**** Data extract

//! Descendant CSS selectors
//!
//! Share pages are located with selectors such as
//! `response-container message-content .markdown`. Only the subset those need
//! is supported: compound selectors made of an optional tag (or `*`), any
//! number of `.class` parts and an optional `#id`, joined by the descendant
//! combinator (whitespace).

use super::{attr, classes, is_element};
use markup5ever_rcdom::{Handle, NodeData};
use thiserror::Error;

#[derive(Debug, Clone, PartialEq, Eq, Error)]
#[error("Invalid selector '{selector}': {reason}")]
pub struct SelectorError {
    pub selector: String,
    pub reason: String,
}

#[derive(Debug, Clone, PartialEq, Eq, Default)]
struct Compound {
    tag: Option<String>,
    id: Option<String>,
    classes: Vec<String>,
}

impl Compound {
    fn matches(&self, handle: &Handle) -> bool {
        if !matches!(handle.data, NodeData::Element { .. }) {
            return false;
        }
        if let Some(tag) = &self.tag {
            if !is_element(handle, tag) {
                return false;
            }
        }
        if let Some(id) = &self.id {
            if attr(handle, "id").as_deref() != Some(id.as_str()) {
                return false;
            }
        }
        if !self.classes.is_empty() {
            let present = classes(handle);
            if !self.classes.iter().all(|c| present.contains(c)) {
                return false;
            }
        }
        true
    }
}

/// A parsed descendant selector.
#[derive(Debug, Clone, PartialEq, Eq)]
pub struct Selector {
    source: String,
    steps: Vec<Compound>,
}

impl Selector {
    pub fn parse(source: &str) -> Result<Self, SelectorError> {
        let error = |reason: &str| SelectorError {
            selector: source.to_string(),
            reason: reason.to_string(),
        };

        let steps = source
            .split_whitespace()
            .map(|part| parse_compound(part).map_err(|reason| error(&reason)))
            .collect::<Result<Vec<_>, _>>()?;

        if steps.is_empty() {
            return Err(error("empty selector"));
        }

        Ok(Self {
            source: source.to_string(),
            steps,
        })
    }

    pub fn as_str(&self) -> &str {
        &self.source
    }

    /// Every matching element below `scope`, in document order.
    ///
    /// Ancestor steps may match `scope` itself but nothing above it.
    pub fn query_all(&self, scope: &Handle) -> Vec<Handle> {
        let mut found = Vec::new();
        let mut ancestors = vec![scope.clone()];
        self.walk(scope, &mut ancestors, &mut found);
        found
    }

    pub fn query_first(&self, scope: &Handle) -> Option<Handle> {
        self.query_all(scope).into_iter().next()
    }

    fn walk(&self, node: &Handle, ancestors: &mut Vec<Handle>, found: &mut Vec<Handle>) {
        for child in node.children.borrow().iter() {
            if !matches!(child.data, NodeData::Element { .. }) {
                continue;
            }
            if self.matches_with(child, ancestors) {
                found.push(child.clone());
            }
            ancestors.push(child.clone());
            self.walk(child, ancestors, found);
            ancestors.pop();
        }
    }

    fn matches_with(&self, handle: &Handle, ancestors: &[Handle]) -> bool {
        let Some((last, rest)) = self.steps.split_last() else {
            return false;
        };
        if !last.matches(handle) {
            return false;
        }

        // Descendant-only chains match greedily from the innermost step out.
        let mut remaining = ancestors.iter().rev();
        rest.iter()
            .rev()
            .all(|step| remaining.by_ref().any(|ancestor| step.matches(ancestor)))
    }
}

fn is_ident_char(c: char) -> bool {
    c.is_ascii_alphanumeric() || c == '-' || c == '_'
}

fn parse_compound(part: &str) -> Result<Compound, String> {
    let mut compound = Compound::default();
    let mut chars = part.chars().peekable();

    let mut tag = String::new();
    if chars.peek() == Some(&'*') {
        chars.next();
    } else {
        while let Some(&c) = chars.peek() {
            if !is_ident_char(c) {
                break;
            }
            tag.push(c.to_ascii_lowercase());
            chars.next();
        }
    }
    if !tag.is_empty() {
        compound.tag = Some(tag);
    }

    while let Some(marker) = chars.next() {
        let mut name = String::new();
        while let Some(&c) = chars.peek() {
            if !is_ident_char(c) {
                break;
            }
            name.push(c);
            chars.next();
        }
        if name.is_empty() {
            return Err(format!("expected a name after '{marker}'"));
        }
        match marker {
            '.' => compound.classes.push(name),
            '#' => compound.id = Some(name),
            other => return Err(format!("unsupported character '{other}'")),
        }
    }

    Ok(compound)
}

********

Task directions:
After locating the line with "pub fn query_first(&self, scope: &Handle)" in the material above, return it and each line after it exactly, ending at the line with "ancestors.push(child.clone());".

Answer section:
    pub fn query_first(&self, scope: &Handle) -> Option<Handle> {
        self.query_all(scope).into_iter().next()
    }

    fn walk(&self, node: &Handle, ancestors: &mut Vec<Handle>, found: &mut Vec<Handle>) {
        for child in node.children.borrow().iter() {
            if !matches!(child.data, NodeData::Element { .. }) {
                continue;
            }
            if self.matches_with(child, ancestors) {
                found.push(child.clone());
            }
            ancestors.push(child.clone());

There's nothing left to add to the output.